However, the most cursory understanding of the message of the Gospels makes clear that everything Hitler and his thugs stood for, the horrors and destruction they unleashed on Europe, most particularly the holocaust and everything associated with it, was absolutely antithetical to Christ’s message.
That seems like a no true Scotsman fallacy to me. Germans were overwhelmingly Christian, though some prominent Nazis were pagan theists, like Himmler of course. The Holocaust wasn't just down to Hitler or the Nazis either, the Catholic church, a few individual objections aside, signed a concordat with Nazism, and stood by, or even colluded in the persecution. Of course European Christianity has a long history of antisemitism, spanning centuries of persecutions and pogroms. The idea most Germans didn't know what was happening has never really stood up to scrutiny.
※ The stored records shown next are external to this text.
//! JetBrains-specific errors.

use tallybar_fetch::FetchError;
use thiserror::Error;

/// JetBrains-specific errors.
#[derive(Debug, Error)]
pub enum JetBrainsError {
    /// No IDE config directory holds a quota file.
    #[error("No JetBrains IDE with AI Assistant quota data found")]
    QuotaFileNotFound,

    /// The quota file could not be read.
    #[error("Failed to read quota file: {0}")]
    Io(#[from] std::io::Error),

    /// The XML did not carry the quota option.
    #[error("Quota file has no {0} option")]
    MissingOption(&'static str),

    /// An option value was not the expected JSON.
    #[error("Invalid quota data: {0}")]
    InvalidQuota(String),
}

impl From<JetBrainsError> for FetchError {
    fn from(err: JetBrainsError) -> Self {
        match err {
            JetBrainsError::QuotaFileNotFound => FetchError::NotRunning(err.to_string()),
            JetBrainsError::Io(e) => FetchError::Io(e),
            JetBrainsError::MissingOption(_) | JetBrainsError::InvalidQuota(_) => {
                FetchError::InvalidResponse(err.to_string())
            }
        }
    }
}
I accept that church leaders - Catholic and Protestant - were often cowardly, and at times guilty of active collusion with the Nazis. I also accept that at the time the Nazis came to power, most Germans were nominally Christian.
Well there you go, though the vast majority of Germans were Christians in 1939, there was a census I believe.
Humanity is to blame for the Nazis, not Christianity.
Humanity is to blame for the Christian religions as well, and of course European Christians have a long history of persecuting Jews, long before Nazism and the Holocaust.
The one thing every active Nazi, every collaborator, and every passive observer, has in common is that they were human beings.
Well that doesn't really tell us anything at all? A 1939 census demonstrated that over 94% of Germans identified as Christians. Oddly enough 100% of Christians are human?
Nazi atrocities showed the world the depths of horror we are all capable of descending to, when we collectively surrender to the darkness in our hearts.
What is showed is that once we abandon our critical reasoning, and submit to dogma, people tend to protest less and less and obey more and more.
“
Anyone who can make you believe absurdities can make you commit atrocities.”
Voltaire..
This is the same darkness Christians believe Christ came to bring a candle into. The message of peace, love, and service to one’s fellows which the Jewish teacher Jesus of Nazareth taught is unequivocal;
I'm sorry but that is absurd, if it were true then why has Christianity such a long history of blood and violence from the crusades to the Holocaust? I sense another no treu Scotsman fallacy is imminent.
it’s there in the Gospels, and for many centuries it’s been translated into most languages including German.
As are a deity depicted as a violent sadistic psychopath, endorsing, encouraging and committing almost relentless acts of barbarism and mass murder. Despite these platitudes, you may claim you believe this to be the message of Christianity, but it's demonstrably clear many Christians do not share your views and have not shared them in the past.
For what it’s worth, I also think it’s an error to see Nazism as a German phenomenon. In the 19th Century Germany was a beacon of post enlightenment culture and civilisation. Berlin, Vienna and other cities were hubs of progressive thought in philosophy, science and the arts. If, following economic collapse, fascism could take hold in Mittel Europe less than a century after her cultural heyday, it can take hold anywhere. Which is a lesson for the citizens of democracies everywhere.
On that we can agree, the fledgling Weimar Republic had done well, to build a democratic country from the disastrous first world war, but their post war economy had been built on borrowing, largely from the USA, so when the Wall Street crash came, and the great depression and the US called in those loans, the German economy collapsed. The democracy was not robust enough to survive, and Hitler was waiting, as like all despots he was an opportunist, who knew how to prey on people's fear and ignorance.